Phoebe Stone's newest novel is "Romeo Blue" Published June 2013

Romeo Blue by Phoebe Stone
Publisher: Scholastic/Levine
Published June 2013
ISBN 978-0-545-44360-9

The Wall Street Journal:

“Coming of age in a time of war, feeling both loved and abandoned, clever and yet perplexed, Flissy is an engaging protagonist.”

Meghan Cox Gurdon reviews Phoebe Stone’s Romeo Blue:

The concept of a house full of secrets, or of a family or town swathed in hidden mysteries, is a wonderfully suggestive trope, lending itself to endless invention. Three novels* for young readers take the idea of secrets and discoveries in very different directions.

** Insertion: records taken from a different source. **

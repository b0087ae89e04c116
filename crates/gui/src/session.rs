//! Window-lifetime rendering session: compositor plus the two animated scenes.
//!
//! Created when the window opens, shut down when it closes. The app and the
//! headless harness drive it through the same three calls per frame:
//! `resize`, `sync_preview`, `frame`.

use rand::Rng;

use crate::background::BackgroundLayer;
use crate::compositor::Compositor;
use crate::preview::{MountPoint, PreviewViewport, Transition};
use crate::state::form::BlockDimensions;
use crate::state::settings::{AppSettings, BackgroundSettings};

pub struct RenderSession {
    pub compositor: Compositor,
    pub preview: PreviewViewport,
    pub background: Option<BackgroundLayer>,
}

impl RenderSession {
    /// Start the session and mount the background overlay (if enabled)
    pub fn start<R: Rng>(window: [f32; 2], settings: &AppSettings, rng: &mut R) -> Self {
        let mut compositor = Compositor::new(window);
        let background = settings
            .background
            .visible
            .then(|| BackgroundLayer::mount(&settings.background, &mut compositor, rng));
        Self {
            compositor,
            preview: PreviewViewport::default(),
            background,
        }
    }

    /// Forward a window size change to resize listeners. The preview viewport
    /// is fixed-size and is not touched.
    pub fn resize(&mut self, window: [f32; 2]) -> bool {
        if !self.compositor.set_window_size(window) {
            return false;
        }
        if let Some(bg) = &mut self.background {
            bg.on_resize(&mut self.compositor);
        }
        true
    }

    /// Mount or unmount the background overlay to match `settings.visible`.
    /// Returns `true` if the overlay changed.
    pub fn set_background<R: Rng>(&mut self, settings: &BackgroundSettings, rng: &mut R) -> bool {
        match (settings.visible, self.background.is_some()) {
            (true, false) => {
                self.background = Some(BackgroundLayer::mount(settings, &mut self.compositor, rng));
                true
            }
            (false, true) => {
                if let Some(bg) = self.background.take() {
                    bg.unmount(&mut self.compositor);
                }
                true
            }
            _ => false,
        }
    }

    pub fn sync_preview(
        &mut self,
        dims: Option<BlockDimensions>,
        mount: Option<MountPoint>,
        settings: &AppSettings,
    ) -> Transition {
        self.preview
            .sync(dims, mount, &settings.preview, &mut self.compositor)
    }

    /// Step every running loop once
    pub fn frame(&mut self) -> u64 {
        let frame = self.compositor.scheduler_mut().begin_frame();
        if let Some(bg) = &mut self.background {
            bg.step(&self.compositor);
        }
        self.preview.step(&self.compositor);
        frame
    }

    /// Whether anything still needs per-frame repaints
    pub fn is_animating(&self) -> bool {
        self.compositor.scheduler().active_count() > 0
    }

    /// Tear down both scenes, then the compositor
    pub fn shutdown(&mut self) {
        self.preview.dispose(&mut self.compositor);
        if let Some(bg) = self.background.take() {
            bg.unmount(&mut self.compositor);
        }
        self.compositor.shutdown();
        tracing::info!("Render session shut down");
    }
}
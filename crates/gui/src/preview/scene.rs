//! Scene description for the product preview: one box, three lights.

use glam::{Mat4, Vec3};

use crate::state::form::BlockDimensions;
use crate::viewport::mesh::{self, MeshData};

/// Uniform light from every direction
#[derive(Debug, Clone, Copy, PartialEq)]
pub struct AmbientLight {
    pub color: [f32; 3],
    pub intensity: f32,
}

/// Parallel light shining from `position` towards the origin
#[derive(Debug, Clone, Copy, PartialEq)]
pub struct DirectionalLight {
    pub color: [f32; 3],
    pub intensity: f32,
    pub position: Vec3,
}

impl DirectionalLight {
    /// Unit vector pointing from the scene towards the light
    pub fn direction(&self) -> Vec3 {
        self.position.normalize_or_zero()
    }
}

/// Box sizes along X, Y and Z
#[derive(Debug, Clone, Copy, PartialEq)]
pub struct BoxGeometry {
    pub width: f64,
    pub height: f64,
    pub depth: f64,
}

impl BoxGeometry {
    /// Order length runs along X, height along Y, width along Z
    pub fn from_block(dims: &BlockDimensions) -> Self {
        Self {
            width: dims.length,
            height: dims.height,
            depth: dims.width,
        }
    }
}

/// Brushed aluminum look
#[derive(Debug, Clone, Copy, PartialEq)]
pub struct BlockMaterial {
    pub color: [f32; 3],
    pub roughness: f32,
    pub metalness: f32,
}

impl Default for BlockMaterial {
    fn default() -> Self {
        Self {
            color: mesh::rgb(0xc0c0c0),
            roughness: 0.25,
            metalness: 0.0,
        }
    }
}

#[derive(Debug, Clone, PartialEq)]
pub struct PreviewScene {
    pub background: [f32; 3],
    pub ambient: AmbientLight,
    pub key_light: DirectionalLight,
    pub fill_light: DirectionalLight,
    pub geometry: BoxGeometry,
    pub material: BlockMaterial,
    /// Block rotation around Y (radians)
    pub rotation_y: f32,
}

impl PreviewScene {
    pub fn for_block(dims: &BlockDimensions, background: [u8; 3]) -> Self {
        let white = [1.0, 1.0, 1.0];
        Self {
            background: background.map(|c| c as f32 / 255.0),
            ambient: AmbientLight {
                color: white,
                intensity: 0.5,
            },
            key_light: DirectionalLight {
                color: white,
                intensity: 0.8,
                position: Vec3::new(5.0, 5.0, 5.0),
            },
            fill_light: DirectionalLight {
                color: white,
                intensity: 0.4,
                position: Vec3::new(-5.0, 3.0, -5.0),
            },
            geometry: BoxGeometry::from_block(dims),
            material: BlockMaterial::default(),
            rotation_y: 0.0,
        }
    }

    /// Triangle mesh for the block
    pub fn mesh(&self) -> MeshData {
        mesh::cuboid(
            self.geometry.width as f32,
            self.geometry.height as f32,
            self.geometry.depth as f32,
            self.material.color,
        )
    }

    pub fn model_matrix(&self) -> Mat4 {
        Mat4::from_rotation_y(self.rotation_y)
    }
}
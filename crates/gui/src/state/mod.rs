pub mod form;
pub mod settings;
pub mod submission;

pub use form::{BlockDimensions, Field, FormError, FormEvent, FormState, OrderDraft};
pub use settings::{AppSettings, BackgroundSettings, Language, PreviewSettings};
pub use submission::SubmissionState;

/// Combined application state
pub struct AppState {
    pub form: FormState,
    pub submission: SubmissionState,
    pub settings: AppSettings,
    /// Show settings window
    pub show_settings_window: bool,
}

impl AppState {
    pub fn new(settings: AppSettings, submission: SubmissionState) -> Self {
        Self {
            form: FormState::default(),
            submission,
            settings,
            show_settings_window: false,
        }
    }

    /// Apply a batch of field edits collected during one UI pass
    pub fn apply_edits(&mut self, events: Vec<FormEvent>) -> usize {
        events
            .into_iter()
            .map(|e| self.form.apply(e))
            .filter(Result::is_ok)
            .count()
    }

    pub fn submit(&mut self) -> bool {
        self.submission.submit(&self.form)
    }
}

“When you live among a family of secret agents, you know much more than you should,” explains English schoolgirl Flissy Bathburn in Phoebe Stone’s Romeo Blue (Arthur A. Levine, 352 pages, $16.99), a novel that picks where 2011’s The Romeo and Juliet Code left off. World War II continues to rage, and on the Maine coast the eccentric members of the Bathburn family—with whom 12-year-old Flissy was abruptly deposited by her glamorous parents in the first book—are engaged in clandestine work for Washington.

The sequel opens with Flissy still besotted with Derek, the 14-year-old foundling who lives with the Bathburns and who seems to be guarding his own dangerous secret. No one has heard from Flissy’s parents, who were working undercover in Europe, and now, unnervingly, her Uncle Gideon (whom she learned was her biological father in the previous book) has begun practicing German and keeps a Nazi uniform in his closet.

Coming of age in a time of war, feeling both loved and abandoned, clever and yet perplexed, Flissy is an engaging protagonist. It is satisfying to uncover the different bits (as Flissy would say) of the many harrowing mysteries surrounding her and to conclude, as we do, with hope.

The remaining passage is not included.